• [Saved data entries]
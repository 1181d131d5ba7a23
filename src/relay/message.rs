//! Relay control messages
//!
//! A running relay is controlled through a channel instead of shared state,
//! so the accept loop never holds a lock.

use std::net::SocketAddr;
use tokio::sync::{mpsc, oneshot};
use tokio::task::JoinHandle;

use crate::common::{Result, UtilError};

/// Snapshot of relay activity
#[derive(Debug, Clone, Copy, Default, PartialEq, Eq)]
pub struct RelayStats {
    /// Connections currently being relayed
    pub active: usize,
    /// Connections accepted since start
    pub accepted: u64,
}

/// Messages understood by the accept loop
#[derive(Debug)]
pub enum RelayMessage {
    /// Report current statistics
    Stats(oneshot::Sender<RelayStats>),
    /// Stop accepting and abort relayed connections
    Shutdown,
}

/// Handle to a relay started in the background
#[derive(Debug)]
pub struct RelayHandle {
    local_addr: SocketAddr,
    sender: mpsc::Sender<RelayMessage>,
    task: JoinHandle<Result<()>>,
}

impl RelayHandle {
    pub(crate) fn new(
        local_addr: SocketAddr,
        sender: mpsc::Sender<RelayMessage>,
        task: JoinHandle<Result<()>>,
    ) -> Self {
        Self {
            local_addr,
            sender,
            task,
        }
    }

    /// Address the relay is bound to
    pub fn local_addr(&self) -> SocketAddr {
        self.local_addr
    }

    /// Send a message to the accept loop
    pub async fn send(&self, message: RelayMessage) -> Result<()> {
        self.sender
            .send(message)
            .await
            .map_err(|_| UtilError::Other("Relay is no longer running".to_string()))
    }

    pub async fn stats(&self) -> Result<RelayStats> {
        let (tx, rx) = oneshot::channel();
        self.send(RelayMessage::Stats(tx)).await?;
        rx.await
            .map_err(|_| UtilError::Other("Relay dropped the stats request".to_string()))
    }

    /// Stop the relay and wait for the accept loop to exit
    pub async fn shutdown(self) -> Result<()> {
        // The loop may already be gone; its result is what matters
        let _ = self.sender.send(RelayMessage::Shutdown).await;
        self.task
            .await
            .map_err(|e| UtilError::TaskPanicked(e.to_string()))?
    }
}

/// Create a relay control channel
pub(crate) fn create_channel() -> (mpsc::Sender<RelayMessage>, mpsc::Receiver<RelayMessage>) {
    mpsc::channel(16)
}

• [WORK TASK] An exact transcript of all the records is the expected result.

• [ANSWER FOR THE TASK]
repository 1181d131d5ba7a23
filename src/relay/message.rs
//! Relay control messages
//!
//! A running relay is controlled through a channel instead of shared state,
//! so the accept loop never holds a lock.

use std::net::SocketAddr;
use tokio::sync::{mpsc, oneshot};
use tokio::task::JoinHandle;

use crate::common::{Result, UtilError};

/// Snapshot of relay activity
#[derive(Debug, Clone, Copy, Default, PartialEq, Eq)]
pub struct RelayStats {
    /// Connections currently being relayed
    pub active: usize,
    /// Connections accepted since start
    pub accepted: u64,
}

/// Messages understood by the accept loop
#[derive(Debug)]
pub enum RelayMessage {
    /// Report current statistics
    Stats(oneshot::Sender<RelayStats>),
    /// Stop accepting and abort relayed connections
    Shutdown,
}

/// Handle to a relay started in the background
#[derive(Debug)]
pub struct RelayHandle {
    local_addr: SocketAddr,
    sender: mpsc::Sender<RelayMessage>,
    task: JoinHandle<Result<()>>,
}

impl RelayHandle {
    pub(crate) fn new(
        local_addr: SocketAddr,
        sender: mpsc::Sender<RelayMessage>,
        task: JoinHandle<Result<()>>,
    ) -> Self {
        Self {
            local_addr,
            sender,
            task,
        }
    }

    /// Address the relay is bound to
    pub fn local_addr(&self) -> SocketAddr {
        self.local_addr
    }

    /// Send a message to the accept loop
    pub async fn send(&self, message: RelayMessage) -> Result<()> {
        self.sender
            .send(message)
            .await
            .map_err(|_| UtilError::Other("Relay is no longer running".to_string()))
    }

    pub async fn stats(&self) -> Result<RelayStats> {
        let (tx, rx) = oneshot::channel();
        self.send(RelayMessage::Stats(tx)).await?;
        rx.await
            .map_err(|_| UtilError::Other("Relay dropped the stats request".to_string()))
    }

    /// Stop the relay and wait for the accept loop to exit
    pub async fn shutdown(self) -> Result<()> {
        // The loop may already be gone; its result is what matters
        let _ = self.sender.send(RelayMessage::Shutdown).await;
        self.task
            .await
            .map_err(|e| UtilError::TaskPanicked(e.to_string()))?
    }
}

/// Create a relay control channel
pub(crate) fn create_channel() -> (mpsc::Sender<RelayMessage>, mpsc::Receiver<RelayMessage>) {
    mpsc::channel(16)
}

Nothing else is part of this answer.